A Jacksonville man is in police custody facing a pending sexual battery charge. The man also happens to be a registered sexual predator in Florida who is on probation. According to an article in the Florida Times Union, the man was drinking with a woman and later in the night, the woman claimed she woke up to her pants being pulled down. She alleges the man engaged in several sex acts with her without her consent. The man then quickly left the apartment because he had a curfew as part of his probation, according to the woman. Another condition of the suspect’s probation is that he wear a GPS monitor. Police confirmed that the man was at the alleged victim’s apartment at the time of the alleged rape. The man’s DNA was allegedly found on the woman’s pants.
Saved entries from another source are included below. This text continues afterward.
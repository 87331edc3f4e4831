//! Prose rendering of query results.
//!
//! The formatter looks only at the shape of a result (row and column counts,
//! value types) and at a few words of the question. It never inspects the
//! statement that produced the result.
//!
//! | Shape | Output |
//! |-------|--------|
//! | no rows | `No records found.` |
//! | 1 × 1 | `The sales price is <v>` or `Result: <v>` |
//! | 1 row, all numeric | `The value is <v>` or `Values: <v1>, <v2>` |
//! | anything else | pipe table, first [`PREVIEW_ROWS`] rows |
//!
//! # Currency Vocabulary
//!
//! A question "mentions currency" when one of `price`, `sales price`, `rate`,
//! `cost`, `rupee`, `rs` starts a word, or when it contains `₹`. This is
//! deliberately stricter than a plain substring check: with substrings,
//! `orders` would match `rs` and `generate` would match `rate`.

use std::sync::LazyLock;

use regex::Regex;

use crate::executor::{QueryResult, Scalar};

/// Number of data rows rendered in a table preview
pub const PREVIEW_ROWS: usize = 5;

/// Literal answer for an empty result
pub const NO_RECORDS: &str = "No records found.";

/// Currency and price vocabulary, anchored at word starts.
static CURRENCY_REGEX: LazyLock<Regex> = LazyLock::new(|| {
    Regex::new(r"(?i)(\b(price|sales price|rate|cost|rupee|rs)|₹)").expect("valid regex")
});

/// Whether the question talks about prices or money
pub fn mentions_currency(question: &str) -> bool {
    CURRENCY_REGEX.is_match(question)
}

/// Format a number with thousands separators and two decimals.
///
/// # Example
///
/// ```
/// use nl2sql_assistant::formatter::format_number;
///
/// assert_eq!(format_number(12345.6), "12,345.60");
/// assert_eq!(format_number(-1234567.891), "-1,234,567.89");
/// assert_eq!(format_number(42.0), "42.00");
/// ```
pub fn format_number(value: f64) -> String {
    let fixed = format!("{:.2}", value.abs());
    let (int_part, frac_part) = fixed.split_once('.').unwrap_or((fixed.as_str(), "00"));
    let digits = int_part.len();
    let mut grouped = String::with_capacity(digits + digits / 3 + 4);
    for (idx, ch) in int_part.chars().enumerate() {
        if idx > 0 && (digits - idx) % 3 == 0 {
            grouped.push(',');
        }
        grouped.push(ch);
    }
    let sign = if value.is_sign_negative() { "-" } else { "" };
    format!("{}{}.{}", sign, grouped, frac_part)
}

/// Render a query result as a human-readable answer.
///
/// # Example
///
/// ```
/// use nl2sql_assistant::{
///     executor::{QueryResult, Scalar},
///     formatter::format_result
/// };
///
/// let result = QueryResult::new(vec!["total".into()], vec![vec![Scalar::Real(12345.6)]]);
/// assert_eq!(
///     format_result(&result, "what is the total sales price"),
///     "The sales price is 12,345.60"
/// );
/// ```
pub fn format_result(result: &QueryResult, question: &str) -> String {
    let columns = &result.columns;
    let rows = &result.rows;

    if rows.is_empty() {
        return NO_RECORDS.to_string();
    }

    if columns.len() == 1 && rows.len() == 1 {
        return format_scalar(rows[0].first(), question);
    }

    if rows.len() == 1 && !columns.is_empty() {
        let values = &rows[0];
        if !values.is_empty() && values.iter().all(Scalar::is_numeric) {
            let formatted: Vec<String> = values
                .iter()
                .map(|v| {
                    v.as_f64()
                        .map(format_number)
                        .unwrap_or_else(|| v.to_string())
                })
                .collect();
            if formatted.len() == 1 {
                return format!("The value is {}", formatted[0]);
            }
            return format!("Values: {}", formatted.join(", "));
        }
    }

    format_table(result)
}

fn format_scalar(value: Option<&Scalar>, question: &str) -> String {
    let Some(value) = value else {
        return format!("Result: {}", Scalar::Null);
    };
    match value.as_f64() {
        Some(number) if mentions_currency(question) => {
            format!("The sales price is {}", format_number(number))
        }
        Some(number) => format!("Result: {}", format_number(number)),
        None => format!("Result: {}", value)
    }
}

fn format_table(result: &QueryResult) -> String {
    let mut lines = Vec::with_capacity(PREVIEW_ROWS + 2);
    lines.push(result.columns.join(" | "));
    for row in result.rows.iter().take(PREVIEW_ROWS) {
        let cells: Vec<String> = row.iter().map(ToString::to_string).collect();
        lines.push(cells.join(" | "));
    }
    if result.rows.len() > PREVIEW_ROWS {
        lines.push(format!(
            "... and {} more rows",
            result.rows.len() - PREVIEW_ROWS
        ));
    }
    lines.join("\n")
}
//! Request orchestration.
//!
//! [`Pipeline`] ties classification, schema filtering, synthesis,
//! sanitization, execution and formatting into one request-response cycle,
//! with a retrieval-augmented narrative path for everything else.
//!
//! # Failure Handling
//!
//! [`Pipeline::handle`] never fails. Every outcome is one of the three
//! [`ChatResponse`] shapes:
//!
//! | Failure | Response |
//! |---------|----------|
//! | no usable statement | `SQL` with an apology, nothing executed |
//! | execution error | `SQL` with `SQL Execution Error: ...` and the query |
//! | model error on the narrative path | `TEXT` with `Model error: ...` |
//! | anything else | `ERROR` with `Internal Server Error: ...` |
//!
//! # Concurrency
//!
//! A pipeline holds only shared handles to its collaborators and no
//! per-request state, so one instance can serve concurrent requests. Within a
//! request the model call and the database round trips happen one after
//! another. Database work runs on the blocking thread pool.

use std::sync::Arc;

use serde::Serialize;
use tracing::{debug, error, info, instrument, warn};

use crate::{
    error::{AppResult, error_message, internal_error},
    executor::{DataSource, QueryResult},
    formatter::format_result,
    intent::{Mode, classify_with_rule},
    llm::LanguageModel,
    retrieval::{DEFAULT_TOP_K, Retriever},
    sanitizer::{is_sentinel, sanitize},
    schema::{fetch_schema, filter_schema},
    synthesizer::synthesize
};

/// Answer given when no valid statement could be produced
pub const NO_SQL_ANSWER: &str = "I couldn't generate a valid SQL query for that question.";

/// Answer given when the narrative model returned nothing
pub const EMPTY_REPLY_ANSWER: &str = "The model didn't return any message. Please try again.";

/// System instruction for narrative answers
pub const NARRATIVE_SYSTEM_PROMPT: &str =
    "You are a helpful warehouse assistant. Use the retrieved context if relevant.";

/// Sampling temperature for narrative answers
pub const NARRATIVE_TEMPERATURE: f32 = 1.0;

/// Response returned to the caller.
///
/// Serializes to `{"type": "SQL" | "TEXT" | "ERROR", ...}`.
#[derive(Debug, Clone, PartialEq, Serialize)]
#[serde(tag = "type")]
pub enum ChatResponse {
    #[serde(rename = "SQL")]
    Sql {
        query:  String,
        #[serde(skip_serializing_if = "Option::is_none")]
        raw:    Option<QueryResult>,
        answer: String
    },
    #[serde(rename = "TEXT")]
    Text { answer: String },
    #[serde(rename = "ERROR")]
    Error { answer: String }
}

impl ChatResponse {
    pub fn answer(&self) -> &str {
        match self {
            Self::Sql {
                answer, ..
            }
            | Self::Text {
                answer
            }
            | Self::Error {
                answer
            } => answer
        }
    }

    /// Response type tag as serialized
    pub fn kind(&self) -> &'static str {
        match self {
            Self::Sql {
                ..
            } => "SQL",
            Self::Text {
                ..
            } => "TEXT",
            Self::Error {
                ..
            } => "ERROR"
        }
    }

    pub fn is_error(&self) -> bool {
        matches!(self, Self::Error { .. })
    }
}

/// Explicitly constructed request context.
#[derive(Clone)]
pub struct Pipeline {
    source:    Arc<dyn DataSource>,
    model:     Arc<dyn LanguageModel>,
    retriever: Option<Arc<dyn Retriever>>
}

impl Pipeline {
    pub fn new(source: Arc<dyn DataSource>, model: Arc<dyn LanguageModel>) -> Self {
        Self {
            source,
            model,
            retriever: None
        }
    }

    /// Attach a retriever for the narrative path
    pub fn with_retriever(mut self, retriever: Arc<dyn Retriever>) -> Self {
        self.retriever = Some(retriever);
        self
    }

    /// Answer a question.
    ///
    /// Never fails; see the module documentation for the response shapes.
    #[instrument(skip(self), fields(mode = tracing::field::Empty))]
    pub async fn handle(&self, question: &str) -> ChatResponse {
        match self.try_handle(question.trim()).await {
            Ok(response) => response,
            Err(e) => {
                let message = error_message(&e);
                error!(error = %message, "request failed");
                ChatResponse::Error {
                    answer: format!("Internal Server Error: {}", message)
                }
            }
        }
    }

    async fn try_handle(&self, question: &str) -> AppResult<ChatResponse> {
        let (mode, rule) = classify_with_rule(question);
        tracing::Span::current().record("mode", tracing::field::display(mode));
        info!(%mode, rule = rule.unwrap_or("default"), "mode decided");
        match mode {
            Mode::Structured => self.answer_structured(question).await,
            Mode::Narrative => Ok(self.answer_narrative(question).await)
        }
    }

    /// Build the filtered schema text used to ground synthesis.
    pub async fn filtered_schema(&self, question: &str) -> AppResult<String> {
        let source = Arc::clone(&self.source);
        let schema = tokio::task::spawn_blocking(move || fetch_schema(source.as_ref()))
            .await
            .map_err(|e| internal_error(format!("Schema task failed: {}", e)))??;
        Ok(filter_schema(&schema, question))
    }

    async fn answer_structured(&self, question: &str) -> AppResult<ChatResponse> {
        let filtered = self.filtered_schema(question).await?;
        let raw = synthesize(self.model.as_ref(), question, &filtered).await;
        let query = sanitize(&raw);
        debug!(query = %query, "sanitized statement");

        if is_sentinel(&query) {
            return Ok(ChatResponse::Sql {
                query,
                raw: None,
                answer: NO_SQL_ANSWER.to_string()
            });
        }

        let source = Arc::clone(&self.source);
        let statement = query.clone();
        let executed = tokio::task::spawn_blocking(move || source.execute(&statement))
            .await
            .map_err(|e| internal_error(format!("Execution task failed: {}", e)))?;

        match executed {
            Ok(result) => {
                let answer = format_result(&result, question);
                Ok(ChatResponse::Sql {
                    query,
                    raw: Some(result),
                    answer
                })
            }
            Err(e) => {
                let message = error_message(&e);
                error!(error = %message, query = %query, "statement execution failed");
                Ok(ChatResponse::Sql {
                    query,
                    raw: None,
                    answer: format!("SQL Execution Error: {}", message)
                })
            }
        }
    }

    async fn answer_narrative(&self, question: &str) -> ChatResponse {
        let context = retrieve_context(self.retriever.as_deref(), question).await;
        let prompt = narrative_prompt(question, &context);
        match self
            .model
            .complete(NARRATIVE_SYSTEM_PROMPT, &prompt, NARRATIVE_TEMPERATURE)
            .await
        {
            Ok(completion) if !completion.is_blank() => ChatResponse::Text {
                answer: completion.text
            },
            Ok(_) => {
                warn!("model returned an empty reply");
                ChatResponse::Text {
                    answer: EMPTY_REPLY_ANSWER.to_string()
                }
            }
            Err(e) => {
                let message = error_message(&e);
                warn!(error = %message, "narrative generation failed");
                ChatResponse::Text {
                    answer: format!("Model error: {}", message)
                }
            }
        }
    }
}

/// Top-[`DEFAULT_TOP_K`] document texts for a question, blank-line separated.
///
/// A missing retriever or a failed retrieval yields an empty context.
pub async fn retrieve_context(retriever: Option<&dyn Retriever>, question: &str) -> String {
    let Some(retriever) = retriever else {
        debug!("no retriever configured, answering without context");
        return String::new();
    };
    match retriever.retrieve_top_k(question, DEFAULT_TOP_K).await {
        Ok(docs) => {
            let texts: Vec<&str> = docs
                .iter()
                .map(|d| d.text.as_str())
                .filter(|t| !t.trim().is_empty())
                .collect();
            debug!(documents = texts.len(), "retrieved context");
            texts.join("\n\n")
        }
        Err(e) => {
            warn!(error = %error_message(&e), "retrieval failed, answering without context");
            String::new()
        }
    }
}

/// Build the narrative prompt from a question and retrieved context
pub fn narrative_prompt(question: &str, context: &str) -> String {
    format!("Question: {}\n\nContext:\n{}", question, context)
}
Because the man was arrested for a new law violation while on probation, his Duval County sex offender probation is going to be violated. Even though he now has a $500,000 bond on the new sex charge, the bond for the violation of probation will almost surely be NONE. That means once arrested on the violation, he cannot bond out at all. When you are on probation in Jacksonville and are arrested on any new charge, you can be violated if the new arrest was based on probable cause. That means that more likely than not, the arresting officer believed a crime was committed. The man is on probation for sexual battery of a minor, which is a first degree felony. That means he is facing up to thirty years in prison if he is found in violation of his probation. This possible sentence does not include the new charge.
The new sex charge is sexual battery, which is a second degree felony in Florida. If filed, this charge carries a maximum of fifteen years in prison. Sexual battery, also referred to as rape, is usually a he said/she said. That appears to be the situation in this case, although police claim the man denied any sexual contact with the woman. This presents a problem if his semen was in fact found on her pants. The fact that the man is a registered sex predator is going to hurt his credibility with prosecutors assigned to make the decision on whether or not to file the new charge.